• A 60-year-old steals a Goya painting from a museum, but his motivation is altruistic.

  • "The Duke" reveals a deliciously British true story.

  • Helen Mirren and Jim Broadbent lead the dance in this light entertainment like a drop of milk in a cup of tea.

What could have gone through the mind of a friendly sixty-year-old taxi driver to steal a painting by Goya from a museum?

This is what Roger Michell's

The Duke

says , which evokes a delusional news item that did indeed take place in England in the early 1960s.

The brave man did not act to enrich himself but to blackmail the English government and force it to abandon the project to make pay television for pensioners.

“The story had made noise at the time, confides the director to RTBF, but it was forgotten like a jewel at the bottom of a river while it gives an amazing film subject that screenwriter Nicky Bentham made shine again.

The filmmaker, who we owe

to Notting Hill

, is good at directing actors and creating tasty duets.

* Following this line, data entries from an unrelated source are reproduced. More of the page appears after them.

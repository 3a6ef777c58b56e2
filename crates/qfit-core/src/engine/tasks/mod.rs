//! Computational steps of one build level.
//!
//! A level expands every parent candidate over the dihedral grid of its bonds
//! ([`expansion`]), optionally refines the survivors ([`local_search`]) and
//! keeps the best of them ([`pruning`]).

pub mod expansion;
pub mod local_search;
pub mod pruning;
use super::ids::AtomId;
use std::fmt;
use std::str::FromStr;
use thiserror::Error;

#[derive(Debug, Clone, Copy, PartialEq, Eq, Hash, Default)]
#[repr(u8)]
pub enum BondOrder {
    #[default]
    Single,
    Double,
    Triple,
    Aromatic,
    /// Connectivity known (e.g. from CONECT or distance inference) but order not.
    Unknown,
}

impl BondOrder {
    /// Whether rotation about a bond of this order is physically meaningful.
    ///
    /// Bonds of unknown order are treated as single bonds; ring membership is
    /// what rules most of them out.
    pub fn allows_rotation(self) -> bool {
        matches!(self, BondOrder::Single | BondOrder::Unknown)
    }
}

#[derive(Debug, Error)]
#[error("Invalid bond order string")]
pub struct ParseBondOrderError;

impl FromStr for BondOrder {
    type Err = ParseBondOrderError;
    fn from_str(s: &str) -> Result<Self, Self::Err> {
        match s.to_lowercase().as_str() {
            "1" | "s" | "single" => Ok(Self::Single),
            "2" | "d" | "double" => Ok(Self::Double),
            "3" | "t" | "triple" => Ok(Self::Triple),
            "ar" | "aromatic" => Ok(Self::Aromatic),
            "?" | "unknown" => Ok(Self::Unknown),
            _ => Err(ParseBondOrderError),
        }
    }
}

impl fmt::Display for BondOrder {
    fn fmt(&self, f: &mut fmt::Formatter<'_>) -> fmt::Result {
        write!(
            f,
            "{}",
            match self {
                Self::Single => "Single",
                Self::Double => "Double",
                Self::Triple => "Triple",
                Self::Aromatic => "Aromatic",
                Self::Unknown => "Unknown",
            }
        )
    }
}

#[derive(Debug, Clone, Copy, PartialEq, Eq, Hash)]
pub struct Bond {
    pub atom1_id: AtomId,
    pub atom2_id: AtomId,
    pub order: BondOrder,
}

impl Bond {
    pub fn new(atom1_id: AtomId, atom2_id: AtomId, order: BondOrder) -> Self {
        Self {
            atom1_id,
            atom2_id,
            order,
        }
    }

    pub fn contains(&self, atom_id: AtomId) -> bool {
        self.atom1_id == atom_id || self.atom2_id == atom_id
    }

    /// Returns the partner of `atom_id` in this bond, if `atom_id` is part of it.
    pub fn other(&self, atom_id: AtomId) -> Option<AtomId> {
        if self.atom1_id == atom_id {
            Some(self.atom2_id)
        } else if self.atom2_id == atom_id {
            Some(self.atom1_id)
        } else {
            None
        }
    }
}
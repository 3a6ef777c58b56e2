//! # Engine Module
//!
//! The stateful algorithms behind multiconformer ligand modelling: the
//! hierarchical conformer builder and the sparse occupancy selector.
//!
//! ## Overview
//!
//! Building walks the ligand's fragment tree from the root. Each level samples
//! the dihedrals of the next rotatable bonds on every surviving candidate,
//! rejects clashing children, scores the rest against the density map, refines
//! them by local search and keeps the best. Selection then fits a weighted,
//! sparse combination of the pool's model densities to the observed map.
//!
//! ## Architecture
//!
//! - **Configuration** ([`config`]) - Validated build, selection and solver settings
//! - **Candidate State** ([`state`]) - Conformers, the active atom set and per-level counters
//! - **Density Scoring** ([`scoring`]) - Incremental per-fragment fit with a shared [`cache`]
//! - **Clash Filter** ([`clash`]) - Receptor and intra-ligand steric checks
//! - **Builder** ([`builder`]) - Level loop over the [`tasks`] (expansion, local search, pruning)
//! - **Selection** ([`selection`]) - Design matrix, relaxation and branch-and-bound
//! - **Progress Monitoring** ([`progress`]) - Callback-based progress events
//! - **Error Handling** ([`error`]) - Engine and solver error types
//!
//! ## Concurrency
//!
//! With the `parallel` feature, candidate expansion, local search and model
//! rendering fan out over rayon. Results are collected in input order and
//! pruned with a stable sort, so pools do not depend on the thread count.

pub mod builder;
pub mod cache;
pub mod clash;
pub mod config;
pub mod context;
pub mod error;
pub mod progress;
pub mod scoring;
pub mod selection;
pub mod state;
pub(crate) mod tasks;
pub(crate) mod utils;

#[cfg(test)]
pub(crate) mod fixtures;
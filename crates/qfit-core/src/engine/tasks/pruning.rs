use crate::engine::state::Candidate;

/// Keeps the `max_candidates` best candidates.
///
/// The sort is stable, so equal scores keep their enumeration order.
pub fn run(mut candidates: Vec<Candidate>, max_candidates: usize) -> Vec<Candidate> {
    candidates.sort_by(Candidate::by_score_descending);
    candidates.truncate(max_candidates);
    candidates
}

#[cfg(test)]
mod tests {
    use super::*;
    use crate::engine::state::FitAccumulator;

    #[test]
    fn keeps_best_candidates_in_order() {
        let scores = [0.5, 2.0, 1.0, 2.0, -1.0];
        let candidates = scores
            .iter()
            .enumerate()
            .map(|(index, &score)| Candidate {
                index,
                dihedrals: Vec::new(),
                coordinates: Vec::new(),
                atom_density: Vec::new(),
                fit: FitAccumulator::default(),
                score,
            })
            .collect();

        let kept = run(candidates, 3);
        let order: Vec<_> = kept.iter().map(|c| c.index).collect();
        assert_eq!(order, vec![1, 3, 2]);
    }
}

Jim Broadbent and Helen Mirren make a delightful couple: he as the thief, she as his wife who thinks he's lost his mind.

Roger Michell highlights his actors with communicative jubilation by following the trial of this Everyman who has become an ace in the courtroom when explaining his gesture.

His relationship with his wife is also a source of pleasing passes of arms as the complicity between the two actors is palpable.

And the happiness of seeing the hero beat the pawn to the authorities with a charm so British puts like a balm on the heart of the spectator.